Market forces such as low interest rates, increasing regulatory pressure, the rise of new technologies and changing online customer behaviors imply that Financial institutions must innovate their view on risk in order to remain competitive and sustainable in the long term. This notes provides the arguments for a stronger risk management position going forward.

THE IMPACT OF NEW REGULATIONS

The proliferation and standardization of new regulations force risk managers to review the way risk is managed as well as re-evaluate the value risk management is bringing to the the organization.

Their function has changed from a reactive control function to an advisory function.
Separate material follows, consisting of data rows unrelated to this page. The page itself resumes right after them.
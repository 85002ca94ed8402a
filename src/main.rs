//! UPSC News Enricher: binary entrypoint
//! Boots the Axum HTTP server: loads config, builds the provider registry and
//! the pipeline, and mounts the operator routes plus `/metrics`.

use std::sync::Arc;

use shuttle_axum::ShuttleAxum;
use tracing_subscriber::{fmt, prelude::*, EnvFilter};

use upsc_news_enricher::{metrics::Metrics, router, run_llm_quick_probe, EnrichmentRuntime};

/// Compact text logs by default, JSON lines when `LOG_FORMAT=json`.
fn init_tracing() {
    let filter = EnvFilter::try_from_default_env()
        .unwrap_or_else(|_| EnvFilter::new("upsc_news_enricher=info,warn"));

    let json = std::env::var("LOG_FORMAT")
        .map(|v| v.eq_ignore_ascii_case("json"))
        .unwrap_or(false);

    // try_init: Shuttle may already have installed a subscriber.
    let res = if json {
        tracing_subscriber::registry()
            .with(filter)
            .with(fmt::layer().json())
            .try_init()
    } else {
        tracing_subscriber::registry()
            .with(filter)
            .with(fmt::layer().compact())
            .try_init()
    };
    if let Err(e) = res {
        eprintln!("tracing already initialized: {e}");
    }
}

#[shuttle_runtime::main]
async fn axum() -> ShuttleAxum {
    // Load .env in local/dev; no-op in prod environments.
    let _ = dotenvy::dotenv();

    init_tracing();

    let runtime = Arc::new(EnrichmentRuntime::load_default()?);
    let metrics = Metrics::init()?;

    if std::env::var("LLM_STARTUP_PROBE").is_ok_and(|v| v == "1") {
        run_llm_quick_probe(&runtime).await;
    }

    let app = router(runtime).merge(metrics.router());
    Ok(app.into())
}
The new function of the risk manager becomes therefore more and more central for the organization as it plays a strategic role in:

  • Advising the business
  • Closely interacting with the customers
  • Participating in strategic discussions, business planning, capital allocation and defining risk appetite.
ADAPTABILITY TO MARKET CONDITIONS AND INTERNAL CHANGES

One of the main duties of risk managers is to raise awareness on changing landscapes, combining value from the use of market data, as well as regulatory rules.

"The key is to use the data and regulatory requirements to not only assess the risks, but also to identify opportunities, and this in a timely manner"

Risk Managers should therefore work, hand in hand, together with their commercial counterparts, to continuously adapt the business model in a way that best captures the risks arising from all possible interactions with the outside world, but also from within, looking at topics such as compliance, audit, finance, marketing and sales.

AN INTERNAL AND EXTERNAL COMMUNICATOR

Risk managers should mobilize and encourage all major actors of the organization in order to tackle the most strategic risks faced by the company.

“Risk Managers have a central and transversal role outside and inside the organization.”

They should:

  • Actively manage stakeholders (regulators, investors, local legal entities,…)
  • Elaborate an established plan to capture and control risks
  • Communicate about risk processes
  • Train people across the firm in their perception of dealing with risk
  • Ensure that good practices are understood and shared by everybody
  • Facilitate the definition and implementation of Key Risk Indicators and follow-up them regularly
DIGITAL CHANNELS

Consumers behavior is increasingly direct through the use of various digital channels.

“The challenge is then to balance Risk Management while empowering customer needs in the new digital environment”

Risk managers should therefore help their business in adapting to customer needs by contributing to

  • The redefinition the communication model with consumers through new technologies, apps, social media…
  • The proposal of very personalized products and pricing
  • Capturing the multiplicity of segments

This Digital Transformation of the business can be facilitated with the innovation brought by #FinTech and #InsurTech.

CLIENT-DRIVEN APPROACH

Today, risk-based pricing is mainly driven by regulatory or actuarial models and the price given by the market.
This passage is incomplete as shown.